In September 2017, Roem posted a web video entitled "Inspire", criticizing her opponent's refusal to debate her or to refer to her as a woman. In the video, she says "There are millions of transgender people in the country, and we all deserve representation in government."

In October 2017, Roem's campaign received reports that residents of her district were receiving anti-transgender robocalls. Roem said the calls were being made by the American Principles Project, which has circulated a petition to "Stop Transgender Medical Experimentation on Children". Also in October 2017, the Republican Party of Virginia mailed campaign fliers attacking comments Roem made during a September radio interview. Although the fliers, approved by Roem's opponent, used male pronouns to refer to Roem, the party's executive director dismissed the idea that they were attacking Roem's gender identity.

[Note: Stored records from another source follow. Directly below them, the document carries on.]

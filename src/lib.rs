//! Dexgate
//!
//! A multi-provider swap-quote aggregation gateway: one HTTP service that
//! queries independent upstream pricing providers in a deterministic
//! fallback order, normalizes their responses into one canonical quote, and
//! shields upstreams with a short-TTL cache and request rate limiting.

use std::net::SocketAddr;
use std::sync::Arc;
use tracing::info;

// Core domain types - the most commonly used types
pub use dexgate_types::{
	chrono,
	// External dependencies for convenience
	serde_json,
	AggregatedQuote,
	// Error types
	AggregatorError,
	CacheEntry,
	HttpTransport,
	NormalizedQuote,
	PreparedSwap,
	ProviderId,
	// Primary domain entities
	QuoteCache,
	QuoteProvider,
	QuoteRequest,
	QuoteResponse,
	QuoteValidationError,
	RateLimiter,
	SecretString,
	SwapPrepareRequest,
};

// Service layer
pub use dexgate_service::{
	AggregatorService, AggregatorTrait, QUOTE_PROVIDER_ORDER, SWAP_PROVIDER_ORDER,
};

// Cache layer
pub use dexgate_cache::MemoryQuoteCache;

// API layer
pub use dexgate_api::{create_router, ApiError, AppState, MemoryRateLimiter, NoopRateLimiter};

// Providers
pub use dexgate_providers::{
	DexFlowProvider, OkxProvider, OkxSigner, OneInchProvider, ProviderRegistry, ReqwestTransport,
	ZeroExProvider,
};

// Config
pub use dexgate_config::{load_config, log_service_info, log_startup_complete, Settings};

// Module aliases for qualified access
pub mod types {
	pub use dexgate_types::*;
}

pub mod cache {
	pub use dexgate_cache::*;
}

pub mod config {
	pub use dexgate_config::*;
}

pub mod providers {
	pub use dexgate_providers::*;
}

pub mod api {
	pub use dexgate_api::*;
}

pub mod service {
	pub use dexgate_service::*;
}

pub mod mocks;

// Re-export external dependencies for examples
pub use async_trait;

/// Builder pattern for configuring the gateway
///
/// Every collaborator is injectable: settings, cache, rate limiter, HTTP
/// transport, and the provider set itself. Defaults reproduce the
/// production wiring.
#[derive(Default)]
pub struct GatewayBuilder {
	settings: Option<Settings>,
	cache: Option<Arc<dyn QuoteCache>>,
	rate_limiter: Option<Arc<dyn RateLimiter>>,
	transport: Option<Arc<dyn HttpTransport>>,
	providers: Vec<Arc<dyn QuoteProvider>>,
}

impl GatewayBuilder {
	/// Create a new gateway builder with default wiring
	pub fn new() -> Self {
		Self::default()
	}

	/// Set custom settings
	pub fn with_settings(mut self, settings: Settings) -> Self {
		self.settings = Some(settings);
		self
	}

	/// Set a custom quote cache
	pub fn with_cache(mut self, cache: Arc<dyn QuoteCache>) -> Self {
		self.cache = Some(cache);
		self
	}

	/// Set a custom rate limiter
	pub fn with_rate_limiter(mut self, rate_limiter: Arc<dyn RateLimiter>) -> Self {
		self.rate_limiter = Some(rate_limiter);
		self
	}

	/// Set a custom HTTP transport shared by all default providers
	pub fn with_transport(mut self, transport: Arc<dyn HttpTransport>) -> Self {
		self.transport = Some(transport);
		self
	}

	/// Register a provider adapter
	///
	/// When any providers are registered this way, they replace the default
	/// set entirely; the fallback orders still apply by provider identity.
	pub fn with_provider(mut self, provider: Arc<dyn QuoteProvider>) -> Self {
		self.providers.push(provider);
		self
	}

	/// Get the current settings
	pub fn settings(&self) -> Option<&Settings> {
		self.settings.as_ref()
	}

	/// Initialize tracing with configuration-based settings
	fn init_tracing_from_settings(
		&self,
		settings: &Settings,
	) -> Result<(), Box<dyn std::error::Error>> {
		use dexgate_config::LogFormat;

		// Create env filter using config level or environment variable
		let env_filter = tracing_subscriber::EnvFilter::try_from_default_env()
			.unwrap_or_else(|_| tracing_subscriber::EnvFilter::new(&settings.logging.level));

		match settings.logging.format {
			LogFormat::Json => {
				let subscriber = tracing_subscriber::fmt().json().with_env_filter(env_filter);

				if settings.logging.structured {
					subscriber.with_target(true).with_thread_ids(true).init();
				} else {
					subscriber.init();
				}
			},
			LogFormat::Pretty => {
				let subscriber = tracing_subscriber::fmt()
					.pretty()
					.with_env_filter(env_filter);

				if settings.logging.structured {
					subscriber.with_target(true).with_thread_ids(true).init();
				} else {
					subscriber.init();
				}
			},
			LogFormat::Compact => {
				let subscriber = tracing_subscriber::fmt()
					.compact()
					.with_env_filter(env_filter);

				if settings.logging.structured {
					subscriber.with_target(true).with_thread_ids(true).init();
				} else {
					subscriber.init();
				}
			},
		}

		info!(
			"Logging configuration applied: level={}, format={:?}, structured={}",
			settings.logging.level, settings.logging.format, settings.logging.structured
		);

		Ok(())
	}

	/// Start the gateway and return the configured router with state
	pub async fn start(self) -> Result<(axum::Router, AppState), Box<dyn std::error::Error>> {
		let Self {
			settings,
			cache,
			rate_limiter,
			transport,
			providers,
		} = self;
		let settings = settings.unwrap_or_default();

		let transport: Arc<dyn HttpTransport> = match transport {
			Some(transport) => transport,
			None => Arc::new(ReqwestTransport::new(settings.timeouts.request_ms)?),
		};

		let registry = if providers.is_empty() {
			ProviderRegistry::with_defaults(&settings.providers, transport)
		} else {
			let mut registry = ProviderRegistry::new();
			for provider in providers {
				registry.register(provider)?;
			}
			registry
		};
		info!("Initialized with {} provider(s)", registry.len());

		let aggregator = AggregatorService::new(Arc::new(registry));

		let quote_cache: Arc<dyn QuoteCache> = cache
			.unwrap_or_else(|| Arc::new(MemoryQuoteCache::new(settings.cache.ttl_ms)));

		let rate_limiter: Arc<dyn RateLimiter> = match rate_limiter {
			Some(rate_limiter) => rate_limiter,
			None if settings.rate_limit.enabled => Arc::new(MemoryRateLimiter::new(
				settings.rate_limit.max_requests,
				settings.rate_limit.window_secs,
			)),
			None => Arc::new(NoopRateLimiter),
		};

		let state = AppState {
			aggregator: Arc::new(aggregator),
			quote_cache,
			rate_limiter,
		};
		let router = create_router(state.clone());

		Ok((router, state))
	}

	/// Start the complete server with all defaults and setup
	///
	/// Handles everything needed to run the gateway: loading `.env`,
	/// loading configuration, initializing tracing, and binding the
	/// listener.
	pub async fn start_server(mut self) -> Result<(), Box<dyn std::error::Error>> {
		// Load .env file if it exists
		dotenvy::dotenv().ok();

		let settings = match self.settings.take() {
			Some(settings) => settings,
			None => load_config().unwrap_or_default(),
		};

		self.init_tracing_from_settings(&settings)?;
		log_service_info();

		// Log whether OKX credentials are loaded (never the values)
		info!(
			configured = settings.providers.okx.is_configured(),
			"OKX credentials present"
		);
		info!(
			enabled = settings.rate_limit.enabled,
			max_requests = settings.rate_limit.max_requests,
			window_secs = settings.rate_limit.window_secs,
			"Rate limiting"
		);

		let bind_addr = settings.server.bind_address();
		let addr: SocketAddr = bind_addr
			.parse()
			.map_err(|e| format!("Invalid bind address '{}': {}", bind_addr, e))?;

		self.settings = Some(settings);
		let (app, _) = self.start().await?;

		let listener = tokio::net::TcpListener::bind(addr).await?;

		log_startup_complete(&bind_addr);
		info!("API endpoints available:");
		info!("  GET  /api/aggregator/quote");
		info!("  POST /api/aggregator/prepare-swap");
		info!("  GET  /health");

		axum::serve(listener, app).await?;

		Ok(())
	}
}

Over the course of the campaign, she out-raised Marshall by a 5 to 1 margin, collecting over $370,000, including over 4,100 small-dollar donations from Progressive Change Campaign Committee members.

==== 2019 election ====

In the 2019 cycle, Roem was challenged by Republican Kelly McGinn, a former human rights lawyer. Roem campaigned heavily on her vote to expand Virginia's Medicaid program and efforts to reduce traffic on the congested Route 28. On November 5, 2019, Roem defeated McGinn, becoming the first openly transgender state legislator to be re-elected.

==== 2021 election ====

Roem faced Republican challenger Christopher Stone in the 2021 Virginia House of Delegates election. On November 2, 2021, Roem defeated Stone.

==== 2023 election ====

Roem ran as the Democratic candidate for Senate District 30 in the 2023 elections against Republican candidate Bill Woolf. Roem defeated Woolf in the election on November 7, becoming the first openly transgender person to be elected and serve in both houses of a state legislature, and the first transgender state senator in the Southern United States.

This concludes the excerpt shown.